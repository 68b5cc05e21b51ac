// src/duck/mod.rs

use anyhow::{Context, Result};
use duckdb::{
    vtab::{arrow::ArrowVTab, arrow_recordbatch_to_query_params},
    Connection,
};
use std::time::{Duration, Instant};
use tracing::{debug, info, instrument};

use crate::{
    config::DatabaseConfig,
    error::EtlError,
    table::{ColumnData, Table},
};

pub const IN_MEMORY: &str = ":memory:";

/// Name the Arrow scan table function is registered under.
const ARROW_SCAN: &str = "arrow";

/// Outcome of one bulk load.
#[derive(Debug, Clone)]
pub struct LoadReport {
    pub table: String,
    pub rows: usize,
    pub columns: usize,
    pub elapsed: Duration,
}

/// Open a DuckDB database: in memory for `:memory:`, otherwise the file at
/// `connection`, created if missing.
pub fn open_db(connection: &str) -> Result<Connection> {
    let conn = if connection == IN_MEMORY {
        Connection::open_in_memory()
    } else {
        Connection::open(connection)
    };
    conn.with_context(|| format!("opening database {}", connection))
}

pub fn quote_ident(name: &str) -> String {
    format!("\"{}\"", name.replace('"', "\"\""))
}

/// `INSERT INTO <target> ("a", "b") SELECT * FROM arrow(?, ?)`: the two
/// parameters are the FFI array and schema of one record batch.
pub fn insert_statement(target: &str, columns: &[&str]) -> String {
    let names: Vec<String> = columns.iter().map(|c| quote_ident(c)).collect();
    format!(
        "INSERT INTO {} ({}) SELECT * FROM {}(?, ?)",
        target,
        names.join(", "),
        ARROW_SCAN
    )
}

/// `CREATE TABLE IF NOT EXISTS` matching the table's column types.
pub fn create_table_statement(target: &str, table: &Table) -> Result<String> {
    let mut defs = Vec::with_capacity(table.num_columns());
    for c in table.columns() {
        let sql_type = match c.data {
            ColumnData::Float64(_) => "DOUBLE",
            ColumnData::Int64(_) => "BIGINT",
            ColumnData::Text(_) => "VARCHAR",
            ColumnData::Mixed(_) => {
                return Err(not_normalized(&c.name, "mixed column has no SQL type"))
            }
        };
        defs.push(format!("{} {}", quote_ident(&c.name), sql_type));
    }
    Ok(format!(
        "CREATE TABLE IF NOT EXISTS {} ({});",
        target,
        defs.join(", ")
    ))
}

fn not_normalized(column: &str, reason: &str) -> anyhow::Error {
    EtlError::NotNormalized {
        column: column.to_string(),
        reason: reason.to_string(),
    }
    .into()
}

/// The insert path has no null handling and no mixed-type columns.
fn check_loadable(table: &Table) -> Result<()> {
    if table.num_columns() == 0 {
        return Err(EtlError::EmptySchema.into());
    }
    for c in table.columns() {
        if matches!(c.data, ColumnData::Mixed(_)) {
            return Err(not_normalized(&c.name, "mixed value types"));
        }
        let nulls = c.data.null_count();
        if nulls > 0 {
            return Err(not_normalized(&c.name, &format!("{} null values", nulls)));
        }
    }
    Ok(())
}

/// Insert every row of `table` into `db.table` in one transaction.
///
/// The table goes over as a single Arrow batch and the INSERT runs exactly
/// once, reading all rows through the `arrow` table function. The
/// transaction rolls back and the connection closes on any error; nothing is
/// partially committed.
#[instrument(level = "info", skip(table, db), fields(table_name = %db.table, rows = table.num_rows()))]
pub fn bulk_insert(table: &Table, db: &DatabaseConfig) -> Result<LoadReport> {
    let start = Instant::now();
    check_loadable(table)?;

    let batch = table.to_record_batch()?;
    let sql = insert_statement(&db.table, &table.column_names());
    debug!(sql = %sql, "built insert statement");

    let mut conn = open_db(&db.connection)?;
    conn.register_table_function::<ArrowVTab>(ARROW_SCAN)
        .context("registering arrow scan")?;
    info!(columns = table.num_columns(), "connection is created, now to writing");

    let inserted = {
        let tx = conn.transaction().context("starting transaction")?;
        if db.create_table {
            let ddl = create_table_statement(&db.table, table)?;
            tx.execute_batch(&ddl)
                .with_context(|| format!("creating table {}", db.table))?;
        }
        let inserted = if batch.num_rows() == 0 {
            debug!("empty table, skipping insert");
            0
        } else {
            let mut stmt = tx
                .prepare(&sql)
                .with_context(|| format!("preparing {}", sql))?;
            stmt.execute(arrow_recordbatch_to_query_params(batch))
                .with_context(|| format!("bulk inserting into {}", db.table))?
        };
        tx.commit().context("committing bulk insert")?;
        inserted
    };
    conn.close()
        .map_err(|(_, e)| e)
        .context("closing database connection")?;

    let report = LoadReport {
        table: db.table.clone(),
        rows: inserted,
        columns: table.num_columns(),
        elapsed: start.elapsed(),
    };
    info!(
        rows = report.rows,
        "completed in {} s",
        report.elapsed.as_secs_f64()
    );
    Ok(report)
}
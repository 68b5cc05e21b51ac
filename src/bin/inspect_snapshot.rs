use anyhow::{Context, Result};
use parquet::file::metadata::RowGroupMetaData;
use parquet::file::reader::{FileReader, SerializedFileReader};
use std::{env, fs::File, path::Path, process::exit};
use tabload::snapshot::{self, SnapshotManifest};

fn main() {
    // Expect exactly one CLI argument: the snapshot directory.
    let args: Vec<String> = env::args().collect();
    if args.len() != 2 {
        let prog = args.first().map_or("inspect_snapshot", String::as_str);
        eprintln!("Usage: {} <SNAPSHOT_DIR>", prog);
        exit(1);
    }
    if let Err(e) = inspect_snapshot(Path::new(&args[1])) {
        eprintln!("Error: {:#}", e);
        exit(1);
    }
}

/// Print the manifest, then each shard's Parquet layout, then check the
/// shards decode to the row count the manifest claims.
fn inspect_snapshot(dir: &Path) -> Result<()> {
    let manifest = snapshot::read_manifest(dir)?;
    print_manifest(dir, &manifest);

    for shard in &manifest.shards {
        let path = dir.join(&shard.file);
        let file = File::open(&path).with_context(|| format!("opening {:?}", path))?;
        let reader = SerializedFileReader::new(file)
            .with_context(|| format!("reading parquet footer of {:?}", path))?;
        let meta = reader.metadata();

        println!("=== Shard: {} ===", shard.file);
        println!("Rows (footer):        {}", meta.file_metadata().num_rows());
        println!("Rows (manifest):      {}", shard.rows);
        println!("Row groups:           {}", meta.num_row_groups());
        println!(
            "Size on disk:         {} bytes",
            std::fs::metadata(&path)?.len()
        );
        for rg_idx in 0..meta.num_row_groups() {
            print_row_group(rg_idx, meta.row_group(rg_idx));
        }
        println!();
    }

    let table = snapshot::read(dir)?;
    if table.num_rows() == manifest.rows {
        println!("✔ {} rows decoded, matches manifest", table.num_rows());
    } else {
        println!(
            "✘ {} rows decoded, manifest says {}",
            table.num_rows(),
            manifest.rows
        );
    }
    Ok(())
}

fn print_manifest(dir: &Path, manifest: &SnapshotManifest) {
    println!("=== Snapshot: {} ===", dir.display());
    println!("Created at:   {}", manifest.created_at.to_rfc3339());
    println!("Total rows:   {}", manifest.rows);
    println!("Shards:       {}", manifest.shards.len());
    println!("Columns:      {}", manifest.columns.join(", "));
    println!();
}

/// One line per column chunk: type, compression, sizes and null count.
fn print_row_group(idx: usize, rg_md: &RowGroupMetaData) {
    println!("--- Row Group {} ({} rows) ---", idx, rg_md.num_rows());
    for col_md in rg_md.columns() {
        let descr = col_md.column_descr();
        let nulls = col_md
            .statistics()
            .and_then(|s| s.null_count_opt())
            .map_or("?".to_string(), |n| n.to_string());
        println!(
            "  {:<24} {:<12} {:<10} {:>10} / {:>10} bytes  nulls={}",
            descr.name(),
            format!("{:?}", descr.physical_type()),
            format!("{:?}", col_md.compression()),
            col_md.compressed_size(),
            col_md.uncompressed_size(),
            nulls
        );
    }
}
-*-
--- Task details ---
Exactly as written, please output every entry.

--- Output below ---
repository 68b5cc05e21b51ac
// src/duck/mod.rs

use anyhow::{Context, Result};
use duckdb::{
    vtab::{arrow::ArrowVTab, arrow_recordbatch_to_query_params},
    Connection,
};
use std::time::{Duration, Instant};
use tracing::{debug, info, instrument};

use crate::{
    config::DatabaseConfig,
    error::EtlError,
    table::{ColumnData, Table},
};

pub const IN_MEMORY: &str = ":memory:";

/// Name the Arrow scan table function is registered under.
const ARROW_SCAN: &str = "arrow";

/// Outcome of one bulk load.
#[derive(Debug, Clone)]
pub struct LoadReport {
    pub table: String,
    pub rows: usize,
    pub columns: usize,
    pub elapsed: Duration,
}

/// Open a DuckDB database: in memory for `:memory:`, otherwise the file at
/// `connection`, created if missing.
pub fn open_db(connection: &str) -> Result<Connection> {
    let conn = if connection == IN_MEMORY {
        Connection::open_in_memory()
    } else {
        Connection::open(connection)
    };
    conn.with_context(|| format!("opening database {}", connection))
}

pub fn quote_ident(name: &str) -> String {
    format!("\"{}\"", name.replace('"', "\"\""))
}

/// `INSERT INTO <target> ("a", "b") SELECT * FROM arrow(?, ?)`: the two
/// parameters are the FFI array and schema of one record batch.
pub fn insert_statement(target: &str, columns: &[&str]) -> String {
    let names: Vec<String> = columns.iter().map(|c| quote_ident(c)).collect();
    format!(
        "INSERT INTO {} ({}) SELECT * FROM {}(?, ?)",
        target,
        names.join(", "),
        ARROW_SCAN
    )
}

/// `CREATE TABLE IF NOT EXISTS` matching the table's column types.
pub fn create_table_statement(target: &str, table: &Table) -> Result<String> {
    let mut defs = Vec::with_capacity(table.num_columns());
    for c in table.columns() {
        let sql_type = match c.data {
            ColumnData::Float64(_) => "DOUBLE",
            ColumnData::Int64(_) => "BIGINT",
            ColumnData::Text(_) => "VARCHAR",
            ColumnData::Mixed(_) => {
                return Err(not_normalized(&c.name, "mixed column has no SQL type"))
            }
        };
        defs.push(format!("{} {}", quote_ident(&c.name), sql_type));
    }
    Ok(format!(
        "CREATE TABLE IF NOT EXISTS {} ({});",
        target,
        defs.join(", ")
    ))
}

fn not_normalized(column: &str, reason: &str) -> anyhow::Error {
    EtlError::NotNormalized {
        column: column.to_string(),
        reason: reason.to_string(),
    }
    .into()
}

/// The insert path has no null handling and no mixed-type columns.
fn check_loadable(table: &Table) -> Result<()> {
    if table.num_columns() == 0 {
        return Err(EtlError::EmptySchema.into());
    }
    for c in table.columns() {
        if matches!(c.data, ColumnData::Mixed(_)) {
            return Err(not_normalized(&c.name, "mixed value types"));
        }
        let nulls = c.data.null_count();
        if nulls > 0 {
            return Err(not_normalized(&c.name, &format!("{} null values", nulls)));
        }
    }
    Ok(())
}

/// Insert every row of `table` into `db.table` in one transaction.
///
/// The table goes over as a single Arrow batch and the INSERT runs exactly
/// once, reading all rows through the `arrow` table function. The
/// transaction rolls back and the connection closes on any error; nothing is
/// partially committed.
#[instrument(level = "info", skip(table, db), fields(table_name = %db.table, rows = table.num_rows()))]
pub fn bulk_insert(table: &Table, db: &DatabaseConfig) -> Result<LoadReport> {
    let start = Instant::now();
    check_loadable(table)?;

    let batch = table.to_record_batch()?;
    let sql = insert_statement(&db.table, &table.column_names());
    debug!(sql = %sql, "built insert statement");

    let mut conn = open_db(&db.connection)?;
    conn.register_table_function::<ArrowVTab>(ARROW_SCAN)
        .context("registering arrow scan")?;
    info!(columns = table.num_columns(), "connection is created, now to writing");

    let inserted = {
        let tx = conn.transaction().context("starting transaction")?;
        if db.create_table {
            let ddl = create_table_statement(&db.table, table)?;
            tx.execute_batch(&ddl)
                .with_context(|| format!("creating table {}", db.table))?;
        }
        let inserted = if batch.num_rows() == 0 {
            debug!("empty table, skipping insert");
            0
        } else {
            let mut stmt = tx
                .prepare(&sql)
                .with_context(|| format!("preparing {}", sql))?;
            stmt.execute(arrow_recordbatch_to_query_params(batch))
                .with_context(|| format!("bulk inserting into {}", db.table))?
        };
        tx.commit().context("committing bulk insert")?;
        inserted
    };
    conn.close()
        .map_err(|(_, e)| e)
        .context("closing database connection")?;

    let report = LoadReport {
        table: db.table.clone(),
        rows: inserted,
        columns: table.num_columns(),
        elapsed: start.elapsed(),
    };
    info!(
        rows = report.rows,
        "completed in {} s",
        report.elapsed.as_secs_f64()
    );
    Ok(report)
}
repository 68b5cc05e21b51ac
filename src/bin/inspect_snapshot.rs
use anyhow::{Context, Result};
use parquet::file::metadata::RowGroupMetaData;
use parquet::file::reader::{FileReader, SerializedFileReader};
use std::{env, fs::File, path::Path, process::exit};
use tabload::snapshot::{self, SnapshotManifest};

fn main() {
    // Expect exactly one CLI argument: the snapshot directory.
    let args: Vec<String> = env::args().collect();
    if args.len() != 2 {
        let prog = args.first().map_or("inspect_snapshot", String::as_str);
        eprintln!("Usage: {} <SNAPSHOT_DIR>", prog);
        exit(1);
    }
    if let Err(e) = inspect_snapshot(Path::new(&args[1])) {
        eprintln!("Error: {:#}", e);
        exit(1);
    }
}

/// Print the manifest, then each shard's Parquet layout, then check the
/// shards decode to the row count the manifest claims.
fn inspect_snapshot(dir: &Path) -> Result<()> {
    let manifest = snapshot::read_manifest(dir)?;
    print_manifest(dir, &manifest);

    for shard in &manifest.shards {
        let path = dir.join(&shard.file);
        let file = File::open(&path).with_context(|| format!("opening {:?}", path))?;
        let reader = SerializedFileReader::new(file)
            .with_context(|| format!("reading parquet footer of {:?}", path))?;
        let meta = reader.metadata();

        println!("=== Shard: {} ===", shard.file);
        println!("Rows (footer):        {}", meta.file_metadata().num_rows());
        println!("Rows (manifest):      {}", shard.rows);
        println!("Row groups:           {}", meta.num_row_groups());
        println!(
            "Size on disk:         {} bytes",
            std::fs::metadata(&path)?.len()
        );
        for rg_idx in 0..meta.num_row_groups() {
            print_row_group(rg_idx, meta.row_group(rg_idx));
        }
        println!();
    }

    let table = snapshot::read(dir)?;
    if table.num_rows() == manifest.rows {
        println!("✔ {} rows decoded, matches manifest", table.num_rows());
    } else {
        println!(
            "✘ {} rows decoded, manifest says {}",
            table.num_rows(),
            manifest.rows
        );
    }
    Ok(())
}

fn print_manifest(dir: &Path, manifest: &SnapshotManifest) {
    println!("=== Snapshot: {} ===", dir.display());
    println!("Created at:   {}", manifest.created_at.to_rfc3339());
    println!("Total rows:   {}", manifest.rows);
    println!("Shards:       {}", manifest.shards.len());
    println!("Columns:      {}", manifest.columns.join(", "));
    println!();
}

/// One line per column chunk: type, compression, sizes and null count.
fn print_row_group(idx: usize, rg_md: &RowGroupMetaData) {
    println!("--- Row Group {} ({} rows) ---", idx, rg_md.num_rows());
    for col_md in rg_md.columns() {
        let descr = col_md.column_descr();
        let nulls = col_md
            .statistics()
            .and_then(|s| s.null_count_opt())
            .map_or("?".to_string(), |n| n.to_string());
        println!(
            "  {:<24} {:<12} {:<10} {:>10} / {:>10} bytes  nulls={}",
            descr.name(),
            format!("{:?}", descr.physical_type()),
            format!("{:?}", col_md.compression()),
            col_md.compressed_size(),
            col_md.uncompressed_size(),
            nulls
        );
    }
}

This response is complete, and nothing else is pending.